▸ EXERCISE BRIEF
Would you count how many lines of the entries below include the word "clippy"? Give nothing but the number.

-*-*-

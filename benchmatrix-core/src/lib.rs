//! Benchmark variant matrices: run one suite under several build variants
//! and compare every variant against the baseline.

#![warn(
    clippy::unwrap_used,
    clippy::expect_used,
    clippy::panic,
    clippy::unimplemented,
    clippy::todo
)]
#![deny(clippy::unwrap_in_result, clippy::panic_in_result_fn)]

pub mod capture;
pub mod compare;
pub mod config;
pub mod environment;
pub mod error;
pub mod matrix;
pub mod registry;
pub mod report;
pub mod runner;
pub mod stats;
pub mod store;

pub use capture::{ParsedCapture, RawCapture, SampleSet};
pub use compare::{ComparisonEngine, ComparisonRecord, ComparisonReport, VariantSummary};
pub use config::{MatrixConfig, RunConfig, SuiteConfig};
pub use environment::{EnvironmentOverrides, EnvironmentProbe, EnvironmentSnapshot, SystemProbe};
pub use error::{MatrixError, MatrixResult};
pub use matrix::{Matrix, MatrixOutcome, RunObserver, SilentObserver};
pub use registry::{BASELINE, Variant, VariantRegistry};
pub use report::ReportWriter;
pub use runner::VariantRunner;
pub use stats::{ComparisonPolicy, Estimator, Verdict};
pub use store::{ResultStore, ScratchArea};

-*-*-

▸ ANSWER SECTION
6